The problem I have is that if I launch a preemptible VM using a startup-script-url pointing to https://bitbucket.org/ronoaldo/debian-custom/raw/tip/tools/autobuild, the build script fails to download. I can see in the serial console output that the the startup script metadata is there, and that it attempts to be downloaded with curl, but that part fails.
However, if I reset the instance via the developers console, the script is properly downloaded and runs nicelly.
The code I am using to setup the instance is:
// Ronolinux is a VM Proxy that runs an live systems build on Compute Engine
var (
Ronolinux = &vmproxy.VM{
Path: "/",
Instance: vmproxy.Instance{
Name: "ronolinux-buildd",
Zone: "us-central1-f",
Image: vmproxy.ResourcePrefix + "/debian-cloud/global/images/debian-8-jessie-v20150915",
MachineType: "n1-standard-1",
Metadata: map[string]string{
"startup-script-url": "https://bitbucket.org/ronoaldo/debian-custom/raw/tip/tools/autobuild",
"shutdown-script": `!#/bin/bash
gsutil cp /var/log/startupscript.log gs://ronoaldo/ronolinux/build-$(date +%Y%m%d%H%M%S).log
`,
},
Scopes: []string{ storageReadWrite },
},
}
)
[1] https://godoc.org/google.golang.org/api/compute/v1
[2] https://godoc.org/ronoaldo.gopkg.net/aetools/vmproxy
If your startup script is not hosted on Cloud Storage, there is a random chance the download will fail.
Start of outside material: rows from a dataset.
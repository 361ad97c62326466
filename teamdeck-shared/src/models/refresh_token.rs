/// Refresh-token store
///
/// Access tokens are stateless, so revoking a session has to happen here:
/// every issued refresh token gets one row, logout deletes matching rows,
/// and a refresh that finds no row fails. Tokens are stored as SHA-256
/// hashes; the plaintext token only ever exists on the client.
///
/// # Schema
///
/// ```sql
/// CREATE TABLE refresh_tokens (
///     id UUID PRIMARY KEY DEFAULT gen_random_uuid(),
///     user_id UUID NOT NULL REFERENCES users(id) ON DELETE CASCADE,
///     token_hash CHAR(64) NOT NULL UNIQUE,
///     expires_at TIMESTAMPTZ NOT NULL,
///     created_at TIMESTAMPTZ NOT NULL DEFAULT NOW()
/// );
/// ```
///
/// A row is valid iff it exists and `expires_at` is in the future. There is
/// no background sweep: stale rows are removed when a refresh or logout
/// touches them, and the per-user cap enforced by [`RefreshToken::prune_user`]
/// bounds accumulation across repeated logins.

use chrono::{DateTime, Utc};
use sha2::{Digest, Sha256};
use sqlx::PgPool;
use uuid::Uuid;

/// Persisted refresh-token record
#[derive(Debug, Clone, sqlx::FromRow)]
pub struct RefreshToken {
    /// Unique row ID
    pub id: Uuid,

    /// Owning user
    pub user_id: Uuid,

    /// SHA-256 hex digest of the issued token string
    pub token_hash: String,

    /// When the token stops being accepted
    pub expires_at: DateTime<Utc>,

    /// When the token was issued
    pub created_at: DateTime<Utc>,
}

impl RefreshToken {
    /// Hashes a token string for storage and lookup
    ///
    /// # Example
    ///
    /// ```
    /// use teamdeck_shared::models::refresh_token::RefreshToken;
    ///
    /// let hash = RefreshToken::hash_token("eyJhbGciOi...");
    /// assert_eq!(hash.len(), 64); // SHA-256 hex
    /// ```
    pub fn hash_token(token: &str) -> String {
        let mut hasher = Sha256::new();
        hasher.update(token.as_bytes());
        format!("{:x}", hasher.finalize())
    }

    /// Checks if the stored expiry has passed
    pub fn is_expired(&self) -> bool {
        self.expires_at <= Utc::now()
    }

    /// Inserts a new refresh-token row
    pub async fn insert(
        pool: &PgPool,
        user_id: Uuid,
        token_hash: &str,
        expires_at: DateTime<Utc>,
    ) -> Result<Self, sqlx::Error> {
        let token = sqlx::query_as::<_, RefreshToken>(
            r#"
            INSERT INTO refresh_tokens (user_id, token_hash, expires_at)
            VALUES ($1, $2, $3)
            RETURNING id, user_id, token_hash, expires_at, created_at
            "#,
        )
        .bind(user_id)
        .bind(token_hash)
        .bind(expires_at)
        .fetch_one(pool)
        .await?;

        Ok(token)
    }

    /// Looks up a row by token hash
    pub async fn find_by_hash(
        pool: &PgPool,
        token_hash: &str,
    ) -> Result<Option<Self>, sqlx::Error> {
        let token = sqlx::query_as::<_, RefreshToken>(
            r#"
            SELECT id, user_id, token_hash, expires_at, created_at
            FROM refresh_tokens
            WHERE token_hash = $1
            "#,
        )
        .bind(token_hash)
        .fetch_optional(pool)
        .await?;

        Ok(token)
    }

    /// Deletes all rows matching a token hash
    ///
    /// Deleting zero rows is not an error; logout relies on that for
    /// idempotence.
    ///
    /// # Returns
    ///
    /// Number of rows deleted
    pub async fn delete_by_hash(pool: &PgPool, token_hash: &str) -> Result<u64, sqlx::Error> {
        let result = sqlx::query("DELETE FROM refresh_tokens WHERE token_hash = $1")
            .bind(token_hash)
            .execute(pool)
            .await?;

        Ok(result.rows_affected())
    }

    /// Counts live rows for a user
    pub async fn count_for_user(pool: &PgPool, user_id: Uuid) -> Result<i64, sqlx::Error> {
        let (count,): (i64,) =
            sqlx::query_as("SELECT COUNT(*) FROM refresh_tokens WHERE user_id = $1")
                .bind(user_id)
                .fetch_one(pool)
                .await?;

        Ok(count)
    }

    /// Keeps only the newest `keep` rows for a user, deleting the rest
    ///
    /// Each login inserts a fresh row (multi-device support), so without a
    /// cap a single user could accumulate rows without bound.
    ///
    /// # Returns
    ///
    /// Number of rows pruned
    pub async fn prune_user(pool: &PgPool, user_id: Uuid, keep: i64) -> Result<u64, sqlx::Error> {
        let result = sqlx::query(
            r#"
            DELETE FROM refresh_tokens
            WHERE user_id = $1
              AND id NOT IN (
                  SELECT id FROM refresh_tokens
                  WHERE user_id = $1
                  ORDER BY created_at DESC, id DESC
                  LIMIT $2
              )
            "#,
        )
        .bind(user_id)
        .bind(keep)
        .execute(pool)
        .await?;

        Ok(result.rows_affected())
    }
}

#[cfg(test)]
mod tests {
    use super::*;
    use chrono::Duration;

    #[test]
    fn test_hash_token_shape() {
        let hash = RefreshToken::hash_token("some-token");
        assert_eq!(hash.len(), 64);
        assert!(hash.chars().all(|c| c.is_ascii_hexdigit()));
    }

    #[test]
    fn test_hash_token_deterministic() {
        assert_eq!(
            RefreshToken::hash_token("token-a"),
            RefreshToken::hash_token("token-a")
        );
        assert_ne!(
            RefreshToken::hash_token("token-a"),
            RefreshToken::hash_token("token-b")
        );
    }

    #[test]
    fn test_is_expired() {
        let mut token = RefreshToken {
            id: Uuid::new_v4(),
            user_id: Uuid::new_v4(),
            token_hash: RefreshToken::hash_token("t"),
            expires_at: Utc::now() + Duration::days(7),
            created_at: Utc::now(),
        };

        assert!(!token.is_expired());

        token.expires_at = Utc::now() - Duration::seconds(1);
        assert!(token.is_expired());
    }
}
If you look at the serial console output, make sure to scroll horizontally, as it will not wrap long lines. In my case, the error line was very long, and this hidded the real end of the message:
(... long curl on-line progress output )
curl: (7) Failed to connect to bitbucket.org port 443: Connection timed out
(...)
Your host must respond within a 10s timeout. In my case, the first boot usually failed to contact Bitbucket, hence failing to download the script; a VM reset also made things work, as the network latency outside Google Cloud were probably better.
I ended up moving to host the script on cloud storage to avoid these issues.